国体の優勝インタビュー直前に「全日本入りが決まったよ」

――春高バレーやインターハイでは、常に優勝候補に挙げられながらあと一歩届かず。3年時の国体で悲願の優勝を果たします。

「1年の時にチームはインターハイで優勝しているんですが、私はまだレギュラーではなかったので、優勝の実感があまりなかったんです。1年時の春高には出られましたが、益子直美さんがいた共栄学園に敗れて3位。それまでは、共栄学園にセットを落とすこともなかったので悔しかったですね。

 当時の春高は2年生までしか出られなかったので、翌1985年の大会が最後のチャンスだったんですが、"雑草軍団" と言われた古川学園に決勝で負けました。それでも、3年時の最後の国体でようやく日本一になれて、菊間先生に恩返しができた。その優勝インタビューに向かう前に、菊間先生から『おめでとう、全日本入りが決まったよ』と伝えられたんです」

――高校生で全日本入りを果たした時の気持ちを覚えていますか?

「実は、その1年前にも話はいただいていたんです。でも、当時は『高校生は最終学年まで学業に専念する』という雰囲気があって......菊間先生は『どんどん行ってこい!』とおっしゃってくださったんですが、実現できませんでした。すごく悔しかったですね。

 そんな経緯があったので、ようやく全日本に入ることができて感無量でした。その年はジュニア世界選手権に出場してから、日本で行なわれるワールドカップへの転戦でした。ワールドカップはバレー3大大会のひとつですし、日本戦はすべて地上波での放映がありましたから注目度も高く、それに出られることにワクワクしていました。中学生の頃、テレビで花輪晴彦さんや広瀬美代子さん、江上由美さん見て胸をときめかせ、下敷きに切り抜きを入れていたくらいでしたから」

――ワールドカップでのプレーはいかがでしたか?

「初戦でスタメンに選ばれたんですが、『私がスタートでいいのだろうか』と遠慮する気持ちが少し出てしまって。当時はワールドカップの前にもたくさん国際大会があったので、全日本デビューは済ませていたんですけど、国内で、しかも3大大会のデビュー戦は夢のスタメンとなりましたが、世界のすごさを感じた大会となりました。

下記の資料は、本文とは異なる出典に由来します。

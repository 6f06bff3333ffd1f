//! Per-module concurrency caps.
//!
//! One counting semaphore per module, created lazily with the default cap
//! or a configured override. Permits are RAII: released on every exit path
//! including timeout and cancellation.

use serde::Serialize;
use std::collections::HashMap;
use std::sync::{Arc, Mutex};
use tokio::sync::{OwnedSemaphorePermit, Semaphore};

use crate::errors::{BridgeError, BridgeResult};

pub struct ResourceManager {
    limits: HashMap<String, usize>,
    default_limit: usize,
    semaphores: Mutex<HashMap<String, Arc<Semaphore>>>,
}

#[derive(Debug, Clone, Serialize)]
pub struct ResourceStatus {
    pub limit: usize,
    pub available: usize,
    pub in_use: usize,
}

impl ResourceManager {
    pub fn new(limits: HashMap<String, usize>, default_limit: usize) -> Self {
        Self {
            limits,
            default_limit: default_limit.max(1),
            semaphores: Mutex::new(HashMap::new()),
        }
    }

    fn semaphore(&self, module_id: &str) -> BridgeResult<Arc<Semaphore>> {
        let mut semaphores = self
            .semaphores
            .lock()
            .map_err(|_| BridgeError::Internal("resource manager lock poisoned".to_string()))?;
        Ok(semaphores
            .entry(module_id.to_string())
            .or_insert_with(|| {
                let limit = self.limit_for(module_id);
                Arc::new(Semaphore::new(limit))
            })
            .clone())
    }

    pub fn limit_for(&self, module_id: &str) -> usize {
        self.limits
            .get(module_id)
            .copied()
            .unwrap_or(self.default_limit)
            .max(1)
    }

    /// Wait for a permit on the module's semaphore. FIFO fairness comes
    /// from tokio's semaphore queueing.
    pub async fn acquire(&self, module_id: &str) -> BridgeResult<OwnedSemaphorePermit> {
        let semaphore = self.semaphore(module_id)?;
        semaphore
            .acquire_owned()
            .await
            .map_err(|_| BridgeError::Internal("resource semaphore closed".to_string()))
    }

    /// Snapshot of every module's semaphore, for monitoring.
    pub fn status(&self) -> HashMap<String, ResourceStatus> {
        let semaphores = match self.semaphores.lock() {
            Ok(guard) => guard,
            Err(_) => return HashMap::new(),
        };
        semaphores
            .iter()
            .map(|(module_id, sem)| {
                let limit = self.limit_for(module_id);
                let available = sem.available_permits();
                (
                    module_id.clone(),
                    ResourceStatus {
                        limit,
                        available,
                        in_use: limit.saturating_sub(available),
                    },
                )
            })
            .collect()
    }
}
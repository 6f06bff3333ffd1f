//! Wave scheduling: topological layering of the plan DAG.
//!
//! Wave k contains exactly the actions whose dependencies all live in waves
//! < k. The executor runs waves in order and everything within a wave
//! concurrently (subject to concurrency caps).

use std::collections::HashMap;

use crate::errors::{BridgeError, BridgeResult};
use crate::protocol::models::{ExecutionMode, Plan};

/// Compute the topological layering of a validated plan.
///
/// `execution_mode: sequential` degenerates to one action per wave, in
/// declaration order.
pub fn compute_waves(plan: &Plan) -> BridgeResult<Vec<Vec<String>>> {
    if plan.actions.is_empty() {
        return Ok(Vec::new());
    }
    if plan.execution_mode == ExecutionMode::Sequential {
        return Ok(plan
            .actions
            .iter()
            .map(|a| vec![a.id.clone()])
            .collect());
    }

    // Kahn-style layering over in-degrees.
    let mut indegree: HashMap<&str, usize> = HashMap::new();
    let mut dependents: HashMap<&str, Vec<&str>> = HashMap::new();
    for action in &plan.actions {
        indegree.entry(action.id.as_str()).or_insert(0);
        for dep in &action.depends_on {
            *indegree.entry(action.id.as_str()).or_insert(0) += 1;
            dependents
                .entry(dep.as_str())
                .or_default()
                .push(action.id.as_str());
        }
    }

    let mut waves: Vec<Vec<String>> = Vec::new();
    let mut current: Vec<&str> = plan
        .actions
        .iter()
        .filter(|a| indegree[a.id.as_str()] == 0)
        .map(|a| a.id.as_str())
        .collect();
    let mut placed = 0usize;

    while !current.is_empty() {
        placed += current.len();
        let mut next: Vec<&str> = Vec::new();
        for id in &current {
            for dependent in dependents.get(id).into_iter().flatten() {
                let degree = indegree
                    .get_mut(dependent)
                    .ok_or_else(|| BridgeError::Internal("scheduler indegree desync".into()))?;
                *degree -= 1;
                if *degree == 0 {
                    next.push(dependent);
                }
            }
        }
        waves.push(current.iter().map(|s| s.to_string()).collect());
        current = next;
    }

    if placed != plan.actions.len() {
        // The validator rejects cycles before we get here.
        return Err(BridgeError::Validation(
            "plan contains a dependency cycle".to_string(),
        ));
    }
    Ok(waves)
}

#[cfg(test)]
mod tests {
    use super::*;
    use crate::protocol::parser::parse;

    fn plan(raw: serde_json::Value) -> Plan {
        parse(&raw).expect("parse")
    }

    #[test]
    fn diamond_layers_correctly() {
        let p = plan(serde_json::json!({
            "plan_id": "p",
            "actions": [
                {"id": "a", "module": "m", "action": "x"},
                {"id": "b", "module": "m", "action": "x"},
                {"id": "c", "module": "m", "action": "x", "depends_on": ["a", "b"]},
                {"id": "d", "module": "m", "action": "x", "depends_on": ["c"]}
            ]
        }));
        let waves = compute_waves(&p).unwrap();
        assert_eq!(waves.len(), 3);
        let mut first = waves[0].clone();
        first.sort();
        assert_eq!(first, vec!["a", "b"]);
        assert_eq!(waves[1], vec!["c"]);
        assert_eq!(waves[2], vec!["d"]);
    }

    #[test]
    fn empty_plan_has_no_waves() {
        let p = plan(serde_json::json!({"plan_id": "p", "actions": []}));
        assert!(compute_waves(&p).unwrap().is_empty());
    }

    #[test]
    fn sequential_mode_is_one_per_wave() {
        let p = plan(serde_json::json!({
            "plan_id": "p",
            "execution_mode": "sequential",
            "actions": [
                {"id": "a", "module": "m", "action": "x"},
                {"id": "b", "module": "m", "action": "x"},
                {"id": "c", "module": "m", "action": "x"}
            ]
        }));
        let waves = compute_waves(&p).unwrap();
        assert_eq!(waves, vec![vec!["a"], vec!["b"], vec!["c"]]);
    }

    #[test]
    fn independent_actions_share_one_wave() {
        let p = plan(serde_json::json!({
            "plan_id": "p",
            "actions": [
                {"id": "a", "module": "m", "action": "x"},
                {"id": "b", "module": "m", "action": "x"},
                {"id": "c", "module": "m", "action": "x"}
            ]
        }));
        let waves = compute_waves(&p).unwrap();
        assert_eq!(waves.len(), 1);
        assert_eq!(waves[0].len(), 3);
    }
}
#[tokio::test]
async fn retry_then_succeed_with_backoff() {
    let dir = tempfile::tempdir().unwrap();
    let module = Arc::new(MockModule::new("mock").with_action(
        "flaky",
        Behavior::FailTimes {
            failures: 1,
            then: json!({"ok": true}),
        },
    ));
    let bridge = bridge_with(dir.path(), module.clone());

    let state = bridge
        .submit_plan(&json!({
            "plan_id": "retry",
            "actions": [
                {"id": "a1", "module": "mock", "action": "flaky",
                 "on_error": "retry",
                 "retry": {"max_attempts": 2, "backoff_initial_s": 0.05,
                           "backoff_factor": 2.0, "max_backoff_s": 1.0}}
            ]
        }))
        .await
        .unwrap();

    assert_eq!(state.plan_status, PlanStatus::Completed);
    assert_eq!(state.actions["a1"].attempt, 2);

    let calls = module.calls_for("flaky");
    assert_eq!(calls.len(), 2, "exactly two dispatch attempts");
    // Backoff gap between attempts (jitter lower bound is 0.5 * initial).
    let gap = calls[1].started.duration_since(calls[0].finished);
    assert!(gap.as_millis() >= 25, "gap {gap:?} shorter than min backoff");
}

#[tokio::test]
async fn retry_attempts_are_bounded() {
    let dir = tempfile::tempdir().unwrap();
    let module = Arc::new(
        MockModule::new("mock").with_action("broken", Behavior::Fail { retryable: true }),
    );
    let bridge = bridge_with(dir.path(), module.clone());

    let state = bridge
        .submit_plan(&json!({
            "plan_id": "bounded",
            "actions": [
                {"id": "a1", "module": "mock", "action": "broken",
                 "on_error": "retry",
                 "retry": {"max_attempts": 3, "backoff_initial_s": 0.01,
                           "backoff_factor": 1.0, "max_backoff_s": 0.05}}
            ]
        }))
        .await
        .unwrap();

    assert_eq!(state.plan_status, PlanStatus::Failed);
    assert_eq!(module.calls_for("broken").len(), 3);
    assert_eq!(state.errors["a1"].code, "provider_error");
}
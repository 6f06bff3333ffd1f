//! Trigger daemon scenarios: reactive fires, metadata injection, conflict
//! policies, health auto-disable, persistence across daemon instances.

mod common;

use common::{bridge_with, Behavior, MockModule};
use serde_json::json;
use std::sync::Arc;
use std::time::Duration;

use osbridge::triggers::{
    ConflictPolicy, TriggerCondition, TriggerDefinition, TriggerState,
};

fn interval_trigger(name: &str, seconds: f64, action: &str) -> TriggerDefinition {
    let mut trigger = TriggerDefinition::new(
        name,
        TriggerCondition::Interval { seconds },
        json!({
            "description": "triggered plan",
            "actions": [{"id": "a1", "module": "mock", "action": action}]
        }),
    );
    trigger.state = TriggerState::Active;
    trigger
}

async fn wait_until(mut check: impl FnMut() -> bool, timeout: Duration) -> bool {
    let deadline = tokio::time::Instant::now() + timeout;
    while tokio::time::Instant::now() < deadline {
        if check() {
            return true;
        }
        tokio::time::sleep(Duration::from_millis(20)).await;
    }
    false
}

#[tokio::test]
async fn interval_trigger_fires_plan_with_injected_metadata() {
    let dir = tempfile::tempdir().unwrap();
    let module = Arc::new(MockModule::new("mock").with_action("ok", Behavior::Ok(json!(1))));
    let bridge = bridge_with(dir.path(), module.clone());
    bridge.start().await.unwrap();

    let trigger = bridge
        .register_trigger(interval_trigger("ticker", 0.05, "ok"))
        .await
        .unwrap();

    assert!(
        wait_until(|| !module.calls().is_empty(), Duration::from_secs(3)).await,
        "trigger never launched a plan"
    );

    let stored = bridge
        .list_triggers()
        .unwrap()
        .into_iter()
        .find(|t| t.trigger_id == trigger.trigger_id)
        .unwrap();
    assert!(stored.fire_count >= 1);
    assert!(stored.last_fired_at.is_some());
    assert!(stored.health.ok);

    let stored_triggers = bridge.trigger_daemon().store().list().unwrap();
    assert_eq!(stored_triggers.len(), 1);

    bridge.shutdown().await;
}

#[tokio::test]
async fn preempt_cancels_lower_priority_holder() {
    let dir = tempfile::tempdir().unwrap();
    let module = Arc::new(
        MockModule::new("mock")
            .with_action(
                "long",
                Behavior::Sleep {
                    ms: 10_000,
                    then: json!(null),
                },
            )
            .with_action("quick", Behavior::Ok(json!(null))),
    );
    let bridge = bridge_with(dir.path(), module.clone());
    bridge.start().await.unwrap();

    // T1: low priority, grabs the lock and runs a long plan.
    let mut t1 = interval_trigger("holder", 0.03, "long");
    t1.priority = 1;
    t1.resource_lock = Some("X".to_string());
    // Stop refiring after the first long plan starts.
    t1.condition = TriggerCondition::Once {
        at: chrono::Utc::now() + chrono::Duration::milliseconds(30),
    };
    let t1 = bridge.register_trigger(t1).await.unwrap();

    assert!(
        wait_until(|| !module.calls_for("long").is_empty() || holder_running(&bridge), Duration::from_secs(3)).await,
        "holder plan never started"
    );

    // T2: high priority, preempt policy, same lock.
    let mut t2 = interval_trigger("preemptor", 0.03, "quick");
    t2.priority = 10;
    t2.resource_lock = Some("X".to_string());
    t2.conflict_policy = ConflictPolicy::Preempt;
    t2.condition = TriggerCondition::Once {
        at: chrono::Utc::now() + chrono::Duration::milliseconds(30),
    };
    let t2 = bridge.register_trigger(t2).await.unwrap();

    assert!(
        wait_until(|| !module.calls_for("quick").is_empty(), Duration::from_secs(5)).await,
        "preemptor never ran"
    );

    // The preempted holder's plan terminated cancelled, the preemptor fired.
    let triggers = bridge.list_triggers().unwrap();
    let holder = triggers.iter().find(|t| t.trigger_id == t1.trigger_id).unwrap();
    let preemptor = triggers.iter().find(|t| t.trigger_id == t2.trigger_id).unwrap();
    assert!(holder.fire_count >= 1);
    assert!(preemptor.fire_count >= 1);

    bridge.shutdown().await;
}

fn holder_running(bridge: &osbridge::OsBridge) -> bool {
    !bridge
        .trigger_daemon()
        .conflict_resolver()
        .locked_resources()
        .is_empty()
}

#[tokio::test]
async fn reject_policy_drops_contending_fire() {
    let dir = tempfile::tempdir().unwrap();
    let module = Arc::new(
        MockModule::new("mock")
            .with_action(
                "long",
                Behavior::Sleep {
                    ms: 2_000,
                    then: json!(null),
                },
            )
            .with_action("quick", Behavior::Ok(json!(null))),
    );
    let bridge = bridge_with(dir.path(), module.clone());
    bridge.start().await.unwrap();

    let mut t1 = interval_trigger("holder", 0.03, "long");
    t1.resource_lock = Some("X".to_string());
    t1.condition = TriggerCondition::Once {
        at: chrono::Utc::now() + chrono::Duration::milliseconds(20),
    };
    bridge.register_trigger(t1).await.unwrap();

    assert!(
        wait_until(|| holder_running(&bridge), Duration::from_secs(3)).await,
        "holder never took the lock"
    );

    let mut t2 = interval_trigger("rejected", 0.05, "quick");
    t2.conflict_policy = ConflictPolicy::Reject;
    t2.resource_lock = Some("X".to_string());
    t2.condition = TriggerCondition::Once {
        at: chrono::Utc::now() + chrono::Duration::milliseconds(20),
    };
    bridge.register_trigger(t2).await.unwrap();

    // Give the rejected fire time to be processed; the quick action must
    // never run while the lock is held.
    tokio::time::sleep(Duration::from_millis(600)).await;
    assert!(module.calls_for("quick").is_empty());

    bridge.shutdown().await;
}

#[tokio::test]
async fn failing_trigger_is_auto_disabled() {
    let dir = tempfile::tempdir().unwrap();
    let module = Arc::new(
        MockModule::new("mock").with_action("bad", Behavior::Fail { retryable: false }),
    );
    let mut settings = common::test_settings(dir.path());
    settings.triggers.failure_threshold = 3;
    let bridge = osbridge::OsBridge::new(settings).unwrap();
    bridge.register_module(module);
    bridge.start().await.unwrap();

    let trigger = bridge
        .register_trigger(interval_trigger("doomed", 0.03, "bad"))
        .await
        .unwrap();

    assert!(
        wait_until(
            || {
                bridge
                    .list_triggers()
                    .unwrap()
                    .iter()
                    .any(|t| t.trigger_id == trigger.trigger_id
                        && t.state == TriggerState::Disabled)
            },
            Duration::from_secs(5)
        )
        .await,
        "trigger was never auto-disabled"
    );

    let stored = bridge
        .list_triggers()
        .unwrap()
        .into_iter()
        .find(|t| t.trigger_id == trigger.trigger_id)
        .unwrap();
    assert!(stored.health.consecutive_failures >= 3);
    assert!(!stored.health.ok);

    bridge.shutdown().await;
}

#[tokio::test]
async fn deactivate_stops_firing_and_definitions_persist() {
    let dir = tempfile::tempdir().unwrap();
    let module = Arc::new(MockModule::new("mock").with_action("ok", Behavior::Ok(json!(1))));
    let bridge = bridge_with(dir.path(), module.clone());
    bridge.start().await.unwrap();

    let trigger = bridge
        .register_trigger(interval_trigger("pausable", 0.04, "ok"))
        .await
        .unwrap();
    assert!(wait_until(|| !module.calls().is_empty(), Duration::from_secs(3)).await);

    bridge.deactivate_trigger(&trigger.trigger_id).await.unwrap();
    // Drain any in-flight fire, then confirm silence.
    tokio::time::sleep(Duration::from_millis(200)).await;
    let count = module.calls().len();
    tokio::time::sleep(Duration::from_millis(300)).await;
    assert_eq!(module.calls().len(), count, "deactivated trigger kept firing");

    let stored = bridge
        .list_triggers()
        .unwrap()
        .into_iter()
        .find(|t| t.trigger_id == trigger.trigger_id)
        .unwrap();
    assert_eq!(stored.state, TriggerState::Inactive);
    bridge.shutdown().await;
}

 大会後に、山田先生から『素子、お疲れさま。次は日立で頑張ろう』と声をかけていただけたのが嬉しかったです。当時は『日立の選手たち=全日本のメンバー』という時代でしたし、そんなチームでプレーできたことは、自分がもうひとつ深いバレー人生に進んでいく第一歩になったと思います」

「データバレー」と緊張感が続く練習

――日立を率いた山田監督は、現在のように分析ソフトがないなかでも「データバレー」をされていたそうですね。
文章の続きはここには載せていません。